▶ **WORK INSTRUCTION**
How do the records below read from their first line through the line containing "Gateway base URL"? Write those lines out exactly.

====

use core::time::Duration;

use anyhow::{Context as _, bail};
use clap::{Parser, Subcommand};
use thingview::{
    GatewayConfig, HttpClient, Thing, ThingsView, Transport as _,
    push::PushChannel,
    sync::Reconciliation,
    view::UiEvent,
};
use thingview_common::display_value;
use tokio::sync::mpsc::unbounded_channel;

#[derive(Parser)]
struct Args {
    /// Gateway base URL
    #[arg(long, env = "THINGVIEW_GATEWAY", default_value = "http://localhost:8080")]
    gateway: String,

    /// Bearer credential for the gateway
    #[arg(long, env = "THINGVIEW_TOKEN", hide_env_values = true)]
    token: Option<String>,

    /// Request timeout in seconds
    #[arg(long, default_value_t = 10)]
    timeout: u64,

    #[command(subcommand)]
    command: Command,
}

#[derive(Subcommand)]
enum Command {
    /// Print a thing's properties and actions
    Show { thing: String },
    /// Write a property
    Set { thing: String, property: String, value: String },
    /// Invoke an action, with inputs as `field=value`
    Invoke {
        thing: String,
        action: String,
        inputs: Vec<String>,
    },
    /// Follow a thing's pushed updates until the gateway hangs up
    Watch { thing: String },
}

/// Accepts either a thing id or its href.
fn thing_href(thing: &str) -> String {
    if thing.starts_with('/') || thing.contains("://") {
        thing.to_owned()
    } else {
        format!("/things/{thing}")
    }
}

fn print_thing(thing: &Thing) {
    println!("{} ({})", thing.description().display_name(), thing.id());

    for (name, property) in &thing.description().properties {
        let value = match thing.value(name) {
            Some(value) => display_value(value),
            None => "?".to_owned(),
        };
        let unit = property.unit.as_deref().unwrap_or_default();
        let access = if property.read_only { " (read-only)" } else { "" };

        println!("  {}: {value}{unit}{access}", property.label_or(name));
    }

    for (name, action) in &thing.description().actions {
        println!("  action {name}: {}", action.label_or(name));
    }
}

#[tokio::main(flavor = "current_thread")]
async fn main() -> anyhow::Result<()> {
    thingview::log::init();

    let args = Args::parse();

    let mut config = GatewayConfig::new(&args.gateway)
        .context("invalid gateway url")?
        .with_timeout(Duration::from_secs(args.timeout));
    if let Some(token) = &args.token {
        config = config.with_token(token);
    }

    let client = HttpClient::new(config).context("failed to build http client")?;

    match args.command {
        Command::Show { thing } => {
            let thing = Thing::load(&client, &thing_href(&thing))
                .await
                .context("failed to load thing")?;
            print_thing(&thing);
        }
        Command::Set { thing, property, value } => {
            let mut thing = Thing::load(&client, &thing_href(&thing))
                .await
                .context("failed to load thing")?;

            let Some(write) = thing.set_input(&property, &value) else {
                bail!("cannot set {property} to {value:?}");
            };

            let result = client
                .put_property(&write.href, &write.property, write.value.clone())
                .await;
            if thing.complete_write(&write, result) != Some(Reconciliation::Applied) {
                bail!("gateway rejected the write");
            }

            let value = thing.value(&property).map(display_value).unwrap_or_default();
            println!("{property} = {value}");
        }
        Command::Invoke { thing, action, inputs } => {
            let mut thing = Thing::load(&client, &thing_href(&thing))
                .await
                .context("failed to load thing")?;

            let form = thing
                .form_mut(&action)
                .with_context(|| format!("no action named {action}"))?;
            for input in &inputs {
                let (field, raw) = input.split_once('=').unwrap_or(("", input.as_str()));
                form.set_field(field, raw)
                    .with_context(|| format!("invalid input {input:?}"))?;
            }

            let request = thing.invoke(&action)?;
            client
                .post_action(&request.href, request.body)
                .await
                .context("failed to invoke action")?;

            println!("invoked {action}");
        }
        Command::Watch { thing } => {
            let href = thing_href(&thing);
            let config = client.config().clone();

            let mut view = ThingsView::new(client);
            let id = view.load(&href).await.context("failed to load thing")?.id().clone();

            let channel = PushChannel::connect(&config, id.clone(), &href)
                .await
                .context("failed to open push channel")?;

            let (ui_tx, ui_rx) = unbounded_channel::<UiEvent>();
            let (push_tx, push_rx) = unbounded_channel();
            drop(ui_tx);

            let mut last = String::new();
            let render = |view: &ThingsView<HttpClient>| {
                let Some(thing) = view.thing(&id) else {
                    return;
                };

                let detail = thing.detail_view();
                if detail != last {
                    print_thing(thing);
                    last = detail;
                }
            };

            let (forwarded, ()) =
                tokio::join!(channel.forward(push_tx), view.run(ui_rx, push_rx, render));
            forwarded.context("push channel failed")?;
        }
    }

    Ok(())
}
pub mod capabilities;
pub mod description;
pub mod utils;

mod property;
mod string;
pub use description::{
    ActionDescription, ActionSchema, FieldSchema, Link, PropertyDescriptor, ThingDescription,
};
pub use property::*;
pub use string::*;
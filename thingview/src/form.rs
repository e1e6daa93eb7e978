//! Input forms generated from an action's input schema.
//!
//! Fields are laid out in name order. What a field renders as and how its
//! text turns into a value is looked up by declared type; anything without
//! an entry is free text.

use serde_json::{Map, Value, json};
use thingview_common::{
    ActionDescription, ActionSchema, DomId, FieldSchema, PropertyType,
    utils::{escape_html, escape_html_for_id_class},
};

use crate::dom::{EventKind, EventTarget};

/// Name of the single field synthesized for a bare-value schema.
pub const DEFAULT_FIELD: &str = "__default__";

#[derive(Debug, Clone, PartialEq, thiserror::Error)]
pub enum FormError {
    #[error("{0} is required")]
    MissingRequired(String),
    #[error("{raw:?} is not a valid value for {field}")]
    Invalid { field: String, raw: String },
    #[error("{value} is out of range for {field}")]
    OutOfBounds { field: String, value: Value },
    #[error("no field named {0}")]
    UnknownField(String),
}

#[derive(Debug, Clone, PartialEq)]
pub struct FormField {
    name: String,
    schema: FieldSchema,
    required: bool,
    raw: String,
    checked: bool,
}

impl FormField {
    fn new(name: &str, schema: &FieldSchema, required: bool) -> Self {
        Self {
            name: name.to_owned(),
            schema: schema.clone(),
            // an unchecked box still submits `false`
            required: required && schema.kind != PropertyType::Boolean,
            raw: String::new(),
            checked: false,
        }
    }

    pub fn name(&self) -> &str {
        &self.name
    }

    pub fn kind(&self) -> PropertyType {
        self.schema.kind
    }

    pub fn is_required(&self) -> bool {
        self.required
    }

    pub fn is_checkbox(&self) -> bool {
        self.schema.kind == PropertyType::Boolean
    }

    pub fn value(&self) -> &str {
        &self.raw
    }

    pub fn set_value(&mut self, raw: impl Into<String>) {
        self.raw = raw.into();
    }

    pub fn set_checked(&mut self, checked: bool) {
        self.checked = checked;
    }

    pub fn is_checked(&self) -> bool {
        self.checked
    }

    fn is_empty(&self) -> bool {
        self.raw.is_empty()
    }

    fn html_name(&self) -> String {
        escape_html_for_id_class(&self.name)
    }

    fn invalid(&self) -> FormError {
        FormError::Invalid { field: self.name.clone(), raw: self.raw.clone() }
    }
}

struct FieldStrategy {
    render: fn(&FormField) -> String,
    /// `Ok(None)` leaves the field out of the payload.
    coerce: fn(&FormField) -> Result<Option<Value>, FormError>,
}

const NUMBER: FieldStrategy = FieldStrategy { render: render_number, coerce: coerce_number };
const CHECKBOX: FieldStrategy = FieldStrategy { render: render_checkbox, coerce: coerce_checkbox };
const TEXT: FieldStrategy = FieldStrategy { render: render_text, coerce: coerce_text };

const STRATEGIES: &[(PropertyType, FieldStrategy)] = &[
    (PropertyType::Number, NUMBER),
    (PropertyType::Integer, NUMBER),
    (PropertyType::Boolean, CHECKBOX),
];

fn strategy(kind: PropertyType) -> &'static FieldStrategy {
    STRATEGIES
        .iter()
        .find(|(k, _)| *k == kind)
        .map_or(&TEXT, |(_, strategy)| strategy)
}

fn required_attr(field: &FormField) -> &'static str {
    if field.required { " required" } else { "" }
}

fn render_number(field: &FormField) -> String {
    let schema = &field.schema;
    let step = if schema.kind == PropertyType::Integer { "1" } else { "any" };
    let min = schema.minimum.map(|min| format!(r#" min="{min}""#)).unwrap_or_default();
    let max = schema.maximum.map(|max| format!(r#" max="{max}""#)).unwrap_or_default();

    // spinners only make sense over a closed range
    let spinner = match (schema.minimum, schema.maximum) {
        (Some(_), Some(_)) => "",
        _ => " hide-number-spinner",
    };

    format!(
        r#"<input type="number" name="{}" step="{step}"{min}{max} class="action-input-number{spinner}"{} value="{}">"#,
        field.html_name(),
        required_attr(field),
        escape_html(&field.raw),
    )
}

fn coerce_number(field: &FormField) -> Result<Option<Value>, FormError> {
    if field.is_empty() {
        return Ok(None);
    }

    let value = field.schema.kind.coerce(&field.raw).ok_or_else(|| field.invalid())?;

    let n = value.as_f64().unwrap_or_default();
    let in_range = field.schema.minimum.is_none_or(|min| n >= min)
        && field.schema.maximum.is_none_or(|max| n <= max);
    if !in_range {
        return Err(FormError::OutOfBounds { field: field.name.clone(), value });
    }

    Ok(Some(value))
}

fn render_checkbox(field: &FormField) -> String {
    let name = field.html_name();
    let id = DomId::new("checkbox", &field.name);
    let checked = if field.checked { " checked" } else { "" };

    format!(
        r#"<span><input type="checkbox" name="{name}" class="action-input-checkbox" id="{id}"{checked}><label for="{id}"></label></span>"#
    )
}

fn coerce_checkbox(field: &FormField) -> Result<Option<Value>, FormError> {
    Ok(Some(Value::Bool(field.checked)))
}

fn render_text(field: &FormField) -> String {
    format!(
        r#"<input type="text" name="{}" class="action-input-string"{} value="{}">"#,
        field.html_name(),
        required_attr(field),
        escape_html(&field.raw),
    )
}

fn coerce_text(field: &FormField) -> Result<Option<Value>, FormError> {
    if field.is_empty() {
        return Ok(None);
    }

    Ok(Some(Value::String(field.raw.clone())))
}

#[derive(Debug, Clone, Copy, PartialEq, Eq)]
enum Shape {
    /// No input schema; the action is invoked with an empty body.
    Bare,
    Single,
    Object,
}

/// An action invocation ready to be posted.
#[derive(Debug, Clone, PartialEq)]
pub struct ActionRequest {
    pub action: String,
    pub href: String,
    pub body: Value,
}

#[derive(Debug)]
pub struct ActionInputForm {
    action: String,
    label: String,
    shape: Shape,
    fields: Vec<FormField>,
    listeners: EventTarget,
}

impl ActionInputForm {
    pub fn new(action: &str, description: &ActionDescription) -> Self {
        let (shape, fields) = match &description.input {
            None => (Shape::Bare, Vec::new()),
            Some(ActionSchema::Single(schema)) => {
                (Shape::Single, vec![FormField::new(DEFAULT_FIELD, schema, true)])
            }
            Some(ActionSchema::Object { fields, required }) => {
                let mut names = fields.keys().collect::<Vec<_>>();
                names.sort();

                let fields = names
                    .into_iter()
                    .map(|name| FormField::new(name, &fields[name], required.contains(name)))
                    .collect();

                (Shape::Object, fields)
            }
        };

        Self {
            action: action.to_owned(),
            label: description.label_or(action).to_owned(),
            shape,
            fields,
            listeners: EventTarget::default(),
        }
    }

    pub fn action(&self) -> &str {
        &self.action
    }

    pub fn fields(&self) -> &[FormField] {
        &self.fields
    }

    pub fn field_mut(&mut self, name: &str) -> Option<&mut FormField> {
        self.fields.iter_mut().find(|field| field.name == name)
    }

    pub fn listeners(&self) -> &EventTarget {
        &self.listeners
    }

    /// Fills a field from text. Checkboxes take `true`/`on` or
    /// `false`/`off`; for a bare-value schema the name is ignored.
    pub fn set_field(&mut self, name: &str, raw: &str) -> Result<(), FormError> {
        let field = match self.shape {
            Shape::Single => self.fields.first_mut(),
            _ => self.field_mut(name),
        }
        .ok_or_else(|| FormError::UnknownField(name.to_owned()))?;

        if field.is_checkbox() {
            let checked = PropertyType::Boolean
                .coerce(raw)
                .and_then(|value| value.as_bool())
                .ok_or_else(|| FormError::Invalid { field: name.to_owned(), raw: raw.to_owned() })?;
            field.set_checked(checked);
        } else {
            field.set_value(raw);
        }

        Ok(())
    }

    pub fn attach(&mut self) {
        if self.listeners.is_empty() {
            let kind = match self.shape {
                Shape::Bare => EventKind::Click,
                _ => EventKind::Submit,
            };
            self.listeners.add(kind);
        }
    }

    pub fn view(&self) -> String {
        let action = escape_html(&self.action);
        let label = escape_html(&self.label);

        if self.shape == Shape::Bare {
            return format!(
                r#"<div class="action-input"><button class="action-button text-button" value="{action}">{label}</button></div>"#
            );
        }

        let mut html = format!(
            r#"<div class="action-input"><div class="action-input-title">{label}</div><form class="action-input-form">"#
        );

        for field in &self.fields {
            let title = match self.shape {
                Shape::Single => String::new(),
                _ => escape_html(field.schema.title.as_deref().unwrap_or(&field.name)),
            };
            let unit = field.schema.unit.as_deref().map(escape_html).unwrap_or_default();

            html.push_str(&format!(r#"<span class="action-input-name">{title}</span>"#));
            html.push_str(&(strategy(field.kind()).render)(field));
            html.push_str(&format!(r#"<span class="action-input-unit">{unit}</span>"#));
        }

        html.push_str(&format!(
            r#"<input id="action-submit-button" type="submit" class="action-button text-button" value="{action}"></form></div>"#
        ));

        html
    }

    /// Assembles the input from whatever has been entered. Empty fields are
    /// left out; checkboxes always contribute.
    pub fn payload(&self) -> Result<Option<Value>, FormError> {
        match self.shape {
            Shape::Bare => Ok(None),
            Shape::Single => match self.fields.first() {
                Some(field) => (strategy(field.kind()).coerce)(field),
                None => Ok(None),
            },
            Shape::Object => {
                let mut input = Map::new();
                for field in &self.fields {
                    if let Some(value) = (strategy(field.kind()).coerce)(field)? {
                        input.insert(field.name.clone(), value);
                    }
                }
                Ok(Some(Value::Object(input)))
            }
        }
    }

    /// Checks required fields, then builds the request for `href`.
    pub fn submit(&self, href: &str) -> Result<ActionRequest, FormError> {
        if let Some(missing) = self.fields.iter().find(|field| field.required && field.is_empty()) {
            return Err(FormError::MissingRequired(missing.name.clone()));
        }

        let invocation = match self.payload()? {
            Some(input) => json!({ "input": input }),
            None => json!({}),
        };

        let mut body = Map::new();
        body.insert(self.action.clone(), invocation);

        Ok(ActionRequest {
            action: self.action.clone(),
            href: href.to_owned(),
            body: Value::Object(body),
        })
    }
}
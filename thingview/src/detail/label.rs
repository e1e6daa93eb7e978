use serde_json::Value;
use thingview_common::{DomId, PropertyDescriptor, display_value, utils::escape_html};

use super::{container, unit_span};

/// Shown in place of a value while it is in transition.
pub const TRANSITION_TEXT: &str = "...";

/// Read-only property. Never writes.
#[derive(Debug)]
pub struct LabelDetail {
    name: String,
    descriptor: PropertyDescriptor,
    id: DomId,
    text: String,
}

impl LabelDetail {
    pub fn new(name: &str, descriptor: &PropertyDescriptor) -> Self {
        Self {
            name: name.to_owned(),
            descriptor: descriptor.clone(),
            id: DomId::new("label", name),
            text: TRANSITION_TEXT.to_owned(),
        }
    }

    pub fn name(&self) -> &str {
        &self.name
    }

    pub fn text(&self) -> &str {
        &self.text
    }

    pub fn update(&mut self, value: Option<&Value>) {
        self.text = match value {
            Some(value) => display_value(value),
            None => TRANSITION_TEXT.to_owned(),
        };
    }

    pub fn view(&self) -> String {
        let label = format!(
            r#"<div id="{}" class="generic-label"><span class="generic-label-value">{}</span>{}</div>"#,
            self.id,
            escape_html(&self.text),
            unit_span(self.descriptor.unit.as_deref()),
        );

        container(self.descriptor.label_or(&self.name), &label)
    }
}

====

▶ **TASK RESPONSE**
use core::time::Duration;

use anyhow::{Context as _, bail};
use clap::{Parser, Subcommand};
use thingview::{
    GatewayConfig, HttpClient, Thing, ThingsView, Transport as _,
    push::PushChannel,
    sync::Reconciliation,
    view::UiEvent,
};
use thingview_common::display_value;
use tokio::sync::mpsc::unbounded_channel;

#[derive(Parser)]
struct Args {
    /// Gateway base URL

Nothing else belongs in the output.